It's precisely the law-abiding people whose privacy will be invaded for no-gain
Criminals don't care about what is "legal", that's what makes the criminals in the first place and in any case, what are you going to do? Ban encryption entirely?
Perhaps we also should ban mathematics and books while we are at it?
After all, criminals can read chemistry books and learn how to make explosives..
Apparently the cartels in Mexico have discovered a way to mix crystal meth with gasoline, put it in a cars tank, drive it across the boarder then separate it from the gas for distribution. The process is supposedly currently unknown to science (I’m no chemist so can’t be sure).
> If we don’t hijack privacy in messaging, how do we fight crime happening on a message platform?
Compare it to: if we don't put cameras and microphones in everybody's houses, how do we fight domestic violence?
You can't control everything, and you shouldn't want to. Giving a certain small group control over a much larger group is not a good idea, because you can never know that that small group will handle their power responsibly.
And domestic violence and crime happening on messaging platforms can still be dealt with in the traditional way: through our court system. And that happens and it works and it is fair (at least in essence, not counting corruption).
Drug manufacturers, like weed farmers (in countries other than the US, for one)? The only reason I am able to use weed as an example is because it pretty much has been normalized, but what about other drugs, say, psychedelics, ketamine, opiates? I would rather not get into the War on Drugs here, anyways.
I'm seeing more value in your comment than, apparently, the other people who have answered it here.
I think you are 100% right that above-the-law communication is not good for society. This should be obvious. At the same time, allowing government to be able to spy everywhere is also not good for society. Also obvious. The correct solution is therefore something in the middle.
I'm not convinced by the other arguments here that usually contains a hint of slippery-slope, what-aboutism or false dichotomy fallacies.
The proposed legislation is terrible: it is not balanced and does not contain any safeguard to avoid abuse.
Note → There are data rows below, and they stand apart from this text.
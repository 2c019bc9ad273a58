use std::sync::Arc;

use anyhow::{Error, Result};
use notification_relay::{
    api::{AppState, router, run_api_server},
    clients::{
        database::DatabaseClient, email::SmtpSender, health::HealthChecker,
        rbmq::RabbitMqClient, sender::NotificationSender, sms::TwilioSender,
    },
    config::Config,
    context::{AppContext, QueueRoutes},
    gateway::Gateway,
    models::status::Channel,
    utils::{init_tracing, run_with_background, shutdown_signal},
    worker::DeliveryWorker,
};
use tracing::{error, info, warn};
use uuid::Uuid;

#[tokio::main]
async fn main() -> Result<(), Error> {
    let config = Config::load()?;
    init_tracing(config.log_format);

    if let Err(e) = run(config).await {
        error!(error = %format!("{:#}", e), "Initialization error");
        std::process::exit(1);
    }

    Ok(())
}

async fn run(config: Config) -> Result<(), Error> {
    info!(role = ?config.service_role, "Starting notification relay");

    let database = DatabaseClient::connect(&config).await?;
    if config.service_role.channel().is_none() {
        database.ensure_schema().await?;
    }

    let rabbitmq = Arc::new(RabbitMqClient::connect(&config).await?);
    let context = AppContext::new(Arc::new(database), rabbitmq.clone());
    let health_checker = HealthChecker::new(context.clone());

    match config.service_role.channel() {
        None => {
            let gateway = Gateway::new(context, QueueRoutes::from_config(&config));
            let app = router(AppState::new(health_checker).with_gateway(gateway));

            run_api_server(app, config.server_port, shutdown_signal()).await?;
        }
        Some(channel) => {
            let sender: Arc<dyn NotificationSender> = match channel {
                Channel::Email => Arc::new(SmtpSender::new(&config)?),
                Channel::Sms => Arc::new(TwilioSender::new(&config)),
            };
            let queue = config.queue_name(channel).to_string();

            let worker = DeliveryWorker::new(
                context,
                sender,
                config.retry_policy(channel),
                queue.clone(),
                config.send_timeout(),
            );

            let consumer_tag = format!("{}_worker_{}", channel, Uuid::new_v4());
            let consumer = rabbitmq.create_consumer(&queue, &consumer_tag).await?;

            let app = router(AppState::new(health_checker));
            let server = tokio::spawn(run_api_server(app, config.server_port, shutdown_signal()));

            run_with_background(
                worker.run(RabbitMqClient::messages(consumer), shutdown_signal()),
                server,
            )
            .await?;
        }
    }

    if let Err(e) = rabbitmq.close().await {
        warn!(error = %e, "RabbitMQ connection did not close cleanly");
    }

    info!("Notification relay stopped");

    Ok(())
}
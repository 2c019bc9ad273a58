use std::time::Duration;

use axum::{
    Json,
    http::StatusCode,
    response::{IntoResponse, Response},
};
use thiserror::Error;
use tracing::{error, warn};

use crate::models::response::ErrorResponse;

/// Rejected ingress request. Never has side effects.
#[derive(Debug, Clone, PartialEq, Eq, Error)]
pub enum ValidationError {
    #[error("missing required fields")]
    MissingFields(Vec<&'static str>),

    #[error("unsupported channel")]
    UnsupportedChannel(String),

    #[error("metadata must be an object")]
    InvalidMetadata,

    #[error("invalid request body")]
    MalformedBody(String),
}

/// Errors surfaced by the HTTP layer.
#[derive(Debug, Error)]
pub enum AppError {
    #[error(transparent)]
    Validation(#[from] ValidationError),

    #[error("dependency unavailable: {0}")]
    DependencyUnavailable(String),
}

impl IntoResponse for AppError {
    fn into_response(self) -> Response {
        match self {
            AppError::Validation(err) => {
                warn!(error = ?err, "Rejected notification request");

                let message = err.to_string();
                let body = match err {
                    ValidationError::MissingFields(fields) => {
                        ErrorResponse::new(message).with_fields(fields)
                    }
                    ValidationError::UnsupportedChannel(channel) => {
                        ErrorResponse::new(message).with_channel(channel)
                    }
                    ValidationError::InvalidMetadata | ValidationError::MalformedBody(_) => {
                        ErrorResponse::new(message)
                    }
                };

                (StatusCode::BAD_REQUEST, Json(body)).into_response()
            }
            AppError::DependencyUnavailable(detail) => {
                error!(error = %detail, "Request failed");

                (
                    StatusCode::INTERNAL_SERVER_ERROR,
                    Json(ErrorResponse::new("internal error")),
                )
                    .into_response()
            }
        }
    }
}

/// A single failed attempt at the external send capability.
#[derive(Debug, Error)]
pub enum DeliveryError {
    #[error("provider rejected delivery: {0}")]
    Provider(String),

    #[error("delivery timed out after {0:?}")]
    Timeout(Duration),

    #[error("invalid delivery task: {0}")]
    InvalidTask(String),
}

/// Startup connection gave up.
#[derive(Debug, Error)]
#[error("could not connect to {target} after {attempts} attempts: {last_error}")]
pub struct ConnectError {
    pub target: String,
    pub attempts: u32,
    pub last_error: String,
}
use anyhow::Result;
use async_trait::async_trait;

use crate::models::{
    notification::{NewNotification, NotificationRecord, RecordSelector},
    status::NotificationStatus,
};

/// Persistent notification status. Implementations provide their own
/// concurrency safety; callers share one handle without locking.
#[async_trait]
pub trait NotificationStore: Send + Sync {
    /// Inserts a `Pending` record and returns its id.
    async fn create_pending(&self, notification: &NewNotification) -> Result<i64>;

    /// Sets the status of the selected record. Returns the number of rows
    /// changed (0 or 1).
    async fn update_status(
        &self,
        selector: &RecordSelector,
        status: NotificationStatus,
    ) -> Result<u64>;

    async fn find(&self, id: i64) -> Result<Option<NotificationRecord>>;

    async fn ping(&self) -> Result<()>;
}
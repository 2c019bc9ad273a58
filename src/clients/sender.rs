use async_trait::async_trait;

use crate::{
    error::DeliveryError,
    models::{message::DeliveryTask, status::Channel},
};

/// External send capability for one channel.
#[async_trait]
pub trait NotificationSender: Send + Sync {
    fn channel(&self) -> Channel;

    async fn send(&self, task: &DeliveryTask) -> Result<(), DeliveryError>;
}
use serde::{Deserialize, Serialize};
use serde_json::Value as JsonValue;

use crate::models::{notification::RecordSelector, status::Channel};

/// Queue payload consumed by the delivery workers.
///
/// Older producers write `message`, `meta` and `retryCount`; those names are
/// accepted on decode, the current names are always written.
#[derive(Debug, Clone, PartialEq, Serialize, Deserialize)]
#[serde(rename_all = "camelCase")]
pub struct DeliveryTask {
    pub recipient: String,

    #[serde(alias = "message")]
    pub body: String,

    #[serde(default, alias = "meta", skip_serializing_if = "Option::is_none")]
    pub metadata: Option<JsonValue>,

    #[serde(default, skip_serializing_if = "Option::is_none")]
    pub notification_id: Option<i64>,

    #[serde(default, alias = "retryCount")]
    pub retry_attempt: u32,
}

impl DeliveryTask {
    pub fn new(notification_id: i64, recipient: String, body: String) -> Self {
        Self {
            recipient,
            body,
            metadata: None,
            notification_id: Some(notification_id),
            retry_attempt: 0,
        }
    }

    pub fn with_metadata(mut self, metadata: Option<JsonValue>) -> Self {
        self.metadata = metadata;
        self
    }

    /// Copy of this task for the next bounded-retry attempt.
    pub fn next_attempt(&self) -> Self {
        Self {
            retry_attempt: self.retry_attempt + 1,
            ..self.clone()
        }
    }

    pub fn selector(&self, channel: Channel) -> RecordSelector {
        match self.notification_id {
            Some(id) => RecordSelector::Id(id),
            None => RecordSelector::LatestPendingByContent {
                channel,
                recipient: self.recipient.clone(),
                body: self.body.clone(),
            },
        }
    }

    /// `metadata.subject` when it is a string.
    pub fn subject(&self) -> Option<&str> {
        self.metadata
            .as_ref()
            .and_then(|m| m.get("subject"))
            .and_then(|v| v.as_str())
    }
}
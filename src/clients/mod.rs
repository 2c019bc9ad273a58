pub mod broker;
pub mod connector;
pub mod database;
pub mod email;
pub mod health;
pub mod memory;
pub mod rbmq;
pub mod sender;
pub mod sms;
pub mod store;
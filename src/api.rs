use std::{future::Future, sync::Arc};

use axum::{
    Router,
    extract::{State, rejection::JsonRejection},
    http::{StatusCode, header},
    response::{IntoResponse, Json},
    routing::{get, post},
};
use tokio::net::TcpListener;
use tower_http::trace::TraceLayer;
use tracing::{error, info};

use crate::{
    clients::health::HealthChecker,
    error::{AppError, ValidationError},
    gateway::Gateway,
    metrics,
    models::{health::HealthStatus, request::SendRequest, response::SendResponse},
};

pub struct AppState {
    health_checker: HealthChecker,
    gateway: Option<Gateway>,
}

impl AppState {
    pub fn new(health_checker: HealthChecker) -> Self {
        Self {
            health_checker,
            gateway: None,
        }
    }

    pub fn with_gateway(mut self, gateway: Gateway) -> Self {
        self.gateway = Some(gateway);
        self
    }
}

/// `/health` and `/metrics` for every role, plus `/send` when the state
/// carries a gateway. Without one, `/send` is not routed (404).
pub fn router(state: AppState) -> Router {
    let AppState {
        health_checker,
        gateway,
    } = state;

    let mut app = Router::new()
        .route("/health", get(health_check))
        .route("/metrics", get(prometheus_metrics))
        .with_state(Arc::new(health_checker));

    if let Some(gateway) = gateway {
        app = app.merge(
            Router::new()
                .route("/send", post(send_notification))
                .with_state(Arc::new(gateway)),
        );
    }

    app.layer(TraceLayer::new_for_http())
}

pub async fn run_api_server<F>(app: Router, port: u16, shutdown: F) -> anyhow::Result<()>
where
    F: Future<Output = ()> + Send + 'static,
{
    let addr = format!("0.0.0.0:{}", port);
    let listener = TcpListener::bind(&addr).await?;

    info!(address = %addr, "HTTP server started");

    axum::serve(listener, app)
        .with_graceful_shutdown(shutdown)
        .await?;

    Ok(())
}

async fn send_notification(
    State(gateway): State<Arc<Gateway>>,
    payload: Result<Json<SendRequest>, JsonRejection>,
) -> Result<Json<SendResponse>, AppError> {
    let Json(request) = payload.map_err(|rejection| {
        metrics::record_request("rejected");
        ValidationError::MalformedBody(rejection.body_text())
    })?;

    let notification_id = gateway.submit(request).await?;

    Ok(Json(SendResponse::queued(notification_id)))
}

async fn health_check(State(health_checker): State<Arc<HealthChecker>>) -> impl IntoResponse {
    let health = health_checker.check_all().await;

    let status_code = match health.status {
        HealthStatus::Ok => StatusCode::OK,
        HealthStatus::Error => StatusCode::INTERNAL_SERVER_ERROR,
    };

    (status_code, Json(health))
}

async fn prometheus_metrics() -> impl IntoResponse {
    match metrics::encode_metrics() {
        Ok(output) => (
            StatusCode::OK,
            [(header::CONTENT_TYPE, "text/plain; version=0.0.4; charset=utf-8")],
            output,
        ),
        Err(e) => {
            error!(error = %e, "Failed to encode Prometheus metrics");
            (
                StatusCode::INTERNAL_SERVER_ERROR,
                [(header::CONTENT_TYPE, "text/plain")],
                format!("Failed to encode metrics: {}", e),
            )
        }
    }
}
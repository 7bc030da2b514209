//! Winter window assignment.
//!
//! A winter runs from October of year `Y` through February of `Y + 1` and is
//! credited to bloom year `Y + 1`. Readings from March through September are
//! outside every window and are dropped.

use chrono::Datelike;

use crate::domain::{WeatherObservation, WindowedObservation};

/// Position of a calendar month inside the winter window.
///
/// Returns `(bloom_year_offset, winter_month_index)` or `None` for months
/// outside the window.
pub fn winter_position(month: u32) -> Option<(i32, u8)> {
    match month {
        10 => Some((1, 1)),
        11 => Some((1, 2)),
        12 => Some((1, 3)),
        1 => Some((0, 4)),
        2 => Some((0, 5)),
        _ => None,
    }
}

/// Tag a single observation with its bloom year and winter month index.
pub fn window_observation(obs: &WeatherObservation) -> Option<WindowedObservation> {
    let date = obs.timestamp.date();
    let month = date.month();
    let calendar_year = date.year();
    let (offset, winter_month_index) = winter_position(month)?;

    Some(WindowedObservation {
        location: obs.location.clone(),
        date,
        month,
        calendar_year,
        bloom_year: calendar_year + offset,
        winter_month_index,
        temp_min: obs.temp_min,
        temp_max: obs.temp_max,
        pressure: obs.pressure,
        humidity: obs.humidity,
    })
}

/// Tag every in-window observation, preserving input order.
pub fn assign_winter_window(observations: &[WeatherObservation]) -> Vec<WindowedObservation> {
    observations.iter().filter_map(window_observation).collect()
}
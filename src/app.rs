//! Top-level application orchestration.
//!
//! `src/main.rs` is intentionally tiny; this module is the "real main" that:
//! - loads `.env` and parses CLI arguments
//! - generates the synthetic input tables
//! - runs the feature pipeline and (for `fit`) the regression
//! - prints reports
//! - writes optional exports

use clap::Parser;
use log::{debug, info};

use crate::cli::{Command, RunArgs};
use crate::data::{SampleConfig, SampleData, generate_sample};
use crate::domain::{ChillRule, FeatureSet, PipelineConfig};
use crate::error::AppError;

pub mod pipeline;

/// Entry point for the `bloom` binary.
pub fn run() -> Result<(), AppError> {
    // Environment first so `BLOOM_*` variables from `.env` feed clap's `env` fallbacks.
    dotenvy::dotenv().ok();
    let cli = crate::cli::Cli::parse();
    crate::logging::init(cli.verbose);

    match cli.command {
        Command::Fit(args) => handle_fit(&args),
        Command::Features(args) => handle_features(&args),
    }
}

fn handle_fit(args: &RunArgs) -> Result<(), AppError> {
    let config = pipeline_config_from_args(args);
    let data = sample_from_args(args)?;
    let run = pipeline::run_pipeline(&data.blooms, &data.weather, &config)?;

    println!(
        "{}",
        crate::report::format_run_header(
            &config,
            data.blooms.len(),
            run.tables.features.len(),
            run.tables.modeled.len()
        )
    );
    println!("{}", crate::report::format_fit_report(&run.model.report));
    println!(
        "{}",
        crate::report::format_residual_extremes(&run.model, &run.training_rows, 5)
    );

    if let Some(path) = &args.compare_report {
        let baseline = crate::io::read_report_json(path)?;
        info!("Comparing against saved report {}", path.display());
        println!("{}", crate::report::format_report_comparison(&baseline, &run.model.report));
    }

    write_table_exports(args, &run.tables)?;
    if let Some(path) = &args.export_report {
        crate::io::write_report_json(path, &run.model.report)?;
        info!("Wrote fit report to {}", path.display());
    }

    Ok(())
}

fn handle_features(args: &RunArgs) -> Result<(), AppError> {
    let config = pipeline_config_from_args(args);
    let data = sample_from_args(args)?;
    let tables = pipeline::build_features(&data.blooms, &data.weather, &config)?;

    println!(
        "{}",
        crate::report::format_run_header(&config, data.blooms.len(), tables.features.len(), tables.modeled.len())
    );
    println!("{}", crate::report::format_feature_table(&tables.features, args.top));

    write_table_exports(args, &tables)
}

fn write_table_exports(args: &RunArgs, tables: &pipeline::FeatureTables) -> Result<(), AppError> {
    if let Some(path) = &args.export_features {
        crate::io::write_features_csv(path, &tables.features)?;
        info!("Wrote {} winter features to {}", tables.features.len(), path.display());
    }
    if let Some(path) = &args.export_rows {
        crate::io::write_modeled_csv(path, &tables.modeled)?;
        info!("Wrote {} modeled rows to {}", tables.modeled.len(), path.display());
    }
    Ok(())
}

fn sample_from_args(args: &RunArgs) -> Result<SampleData, AppError> {
    let config = SampleConfig {
        seed: args.seed,
        start_year: args.start_year,
        n_years: args.years,
        ..SampleConfig::default()
    };
    debug!("Sample config: {config:?}");
    generate_sample(&config)
}

pub fn pipeline_config_from_args(args: &RunArgs) -> PipelineConfig {
    PipelineConfig {
        chill: ChillRule {
            threshold: args.chill_threshold,
            streak_days: args.chill_streak_days,
        },
        year_cutoff: args.year_cutoff,
        features: FeatureSet::new(args.features.iter().copied()),
        chill_missing: args.chill_missing,
    }
}
//! Per-winter summary statistics merged with the chill flag.

use std::collections::BTreeMap;

use log::{debug, warn};
use rayon::prelude::*;

use crate::domain::{DailyWeatherSummary, WinterFeature, WinterKey};
use crate::features::chill::{ChillOutcome, group_by_winter};

/// Arithmetic mean and sample variance (`n - 1` denominator).
///
/// Returns `None` for an empty slice; the variance is `None` below two values.
pub fn mean_and_sample_variance(values: &[f64]) -> Option<(f64, Option<f64>)> {
    if values.is_empty() {
        return None;
    }
    let n = values.len() as f64;
    let mean = values.iter().sum::<f64>() / n;
    if values.len() < 2 {
        return Some((mean, None));
    }
    let ss: f64 = values.iter().map(|v| (v - mean) * (v - mean)).sum();
    Some((mean, Some(ss / (n - 1.0))))
}

/// Build one `WinterFeature` per winter present in `days`.
///
/// A winter with no chill outcome (should not happen when both come from the
/// same daily table) is recorded as not satisfied.
pub fn aggregate_winter_features(
    days: &[DailyWeatherSummary],
    chill: &BTreeMap<WinterKey, ChillOutcome>,
) -> Vec<WinterFeature> {
    let groups: Vec<(WinterKey, Vec<&DailyWeatherSummary>)> = group_by_winter(days).into_iter().collect();

    let features: Vec<WinterFeature> = groups
        .into_par_iter()
        .filter_map(|(key, group)| {
            let mins: Vec<f64> = group.iter().map(|d| d.min_temp).collect();
            let (mean_min_temp, var_min_temp) = mean_and_sample_variance(&mins)?;
            let outcome = chill.get(&key);
            if outcome.is_none() {
                warn!("No chill outcome for winter {key}; recording as not satisfied.");
            }
            Some(WinterFeature {
                n_days: mins.len(),
                mean_min_temp,
                var_min_temp,
                chill_satisfied: outcome.is_some_and(|o| o.satisfied),
                chill_reached_on: outcome.and_then(|o| o.reached_on),
                location: key.location,
                bloom_year: key.bloom_year,
            })
        })
        .collect();

    debug!("Feature aggregation: {} winters", features.len());
    features
}

#[cfg(test)]
mod tests {
    use super::*;
    use crate::domain::ChillRule;
    use crate::features::chill::detect_chill;
    use chrono::{Duration, NaiveDate};

    fn day(location: &str, bloom_year: i32, offset: i64, min_temp: f64) -> DailyWeatherSummary {
        let date = NaiveDate::from_ymd_opt(bloom_year - 1, 12, 1).unwrap() + Duration::days(offset);
        DailyWeatherSummary {
            location: location.to_string(),
            date,
            month: chrono::Datelike::month(&date),
            calendar_year: chrono::Datelike::year(&date),
            bloom_year,
            winter_month_index: 3,
            min_temp,
            max_temp: min_temp + 12.0,
            min_humidity: 40.0,
            max_humidity: 70.0,
            min_pressure: 1005.0,
            max_pressure: 1020.0,
        }
    }

    #[test]
    fn mean_and_variance_match_hand_computation() {
        let (mean, var) = mean_and_sample_variance(&[30.0, 35.0, 40.0]).unwrap();
        assert!((mean - 35.0).abs() < 1e-12);
        assert!((var.unwrap() - 25.0).abs() < 1e-12);
    }

    #[test]
    fn single_value_has_no_variance() {
        assert_eq!(mean_and_sample_variance(&[12.5]), Some((12.5, None)));
        assert_eq!(mean_and_sample_variance(&[]), None);
    }

    #[test]
    fn features_are_keyed_and_merged_with_chill() {
        let mut days = vec![
            day("kyoto", 2001, 0, 30.0),
            day("kyoto", 2001, 1, 35.0),
            day("kyoto", 2001, 2, 40.0),
            day("liestal", 2001, 0, 20.0),
        ];
        days.extend((0..5).map(|i| day("kyoto", 2002, i, 10.0)));

        let rule = ChillRule {
            threshold: 41.0,
            streak_days: 3,
        };
        let chill = detect_chill(&days, rule).unwrap();
        let features = aggregate_winter_features(&days, &chill);

        assert_eq!(features.len(), 3);
        let keys: Vec<(&str, i32)> = features.iter().map(|f| (f.location.as_str(), f.bloom_year)).collect();
        assert_eq!(keys, vec![("kyoto", 2001), ("kyoto", 2002), ("liestal", 2001)]);

        let k01 = &features[0];
        assert_eq!(k01.n_days, 3);
        assert!((k01.mean_min_temp - 35.0).abs() < 1e-12);
        assert!((k01.var_min_temp.unwrap() - 25.0).abs() < 1e-12);
        assert!(k01.chill_satisfied);
        assert_eq!(k01.chill_reached_on, Some(days[2].date));

        let l01 = &features[2];
        assert_eq!(l01.var_min_temp, None);
        assert!(!l01.chill_satisfied);
    }

    #[test]
    fn missing_chill_outcome_defaults_to_not_satisfied() {
        let days = vec![day("kyoto", 2001, 0, 30.0), day("kyoto", 2001, 1, 31.0)];
        let features = aggregate_winter_features(&days, &BTreeMap::new());
        assert_eq!(features.len(), 1);
        assert!(!features[0].chill_satisfied);
        assert_eq!(features[0].chill_reached_on, None);
    }
}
However, it does not mean that the equally terrible situation of having easy way for criminals to avoid justice is the good solution either.
Personally, I think that a good system should be a distributed system where several independent justice organizations share the set of key needed to decrypt (for example, a message can be decrypted only if Amnesty International, Interpol and the Austrian Justice Department put their 3 keys together, each individual key being useless on its own). In this model, abuses are almost impossible while obvious crime can still be investigated. I don't know any argument that really works to say that this model is not always better than the free-for-all-all-anonymised-messaging.
> I think you are 100% right that above-the-law communication is not good for society. This should be obvious. At the same time, allowing government to be able to spy everywhere is also not good for society. Also obvious. The correct solution is therefore something in the middle.
That conclusion is logically wrong and does not follow from the premises. You are decrying fallacies in other arguments while making them yourself.
> The proposed legislation is terrible: it is not balanced and does not contain any safeguard to avoid abuse.
Then the logical course of action is to try to stop this legislation. Everything else about the argument is irrelevant right now, what matters is the close very bad thing in front of us that we can do something about. Eliminate that and then we can have a reasoned discussion about what the proper approach is.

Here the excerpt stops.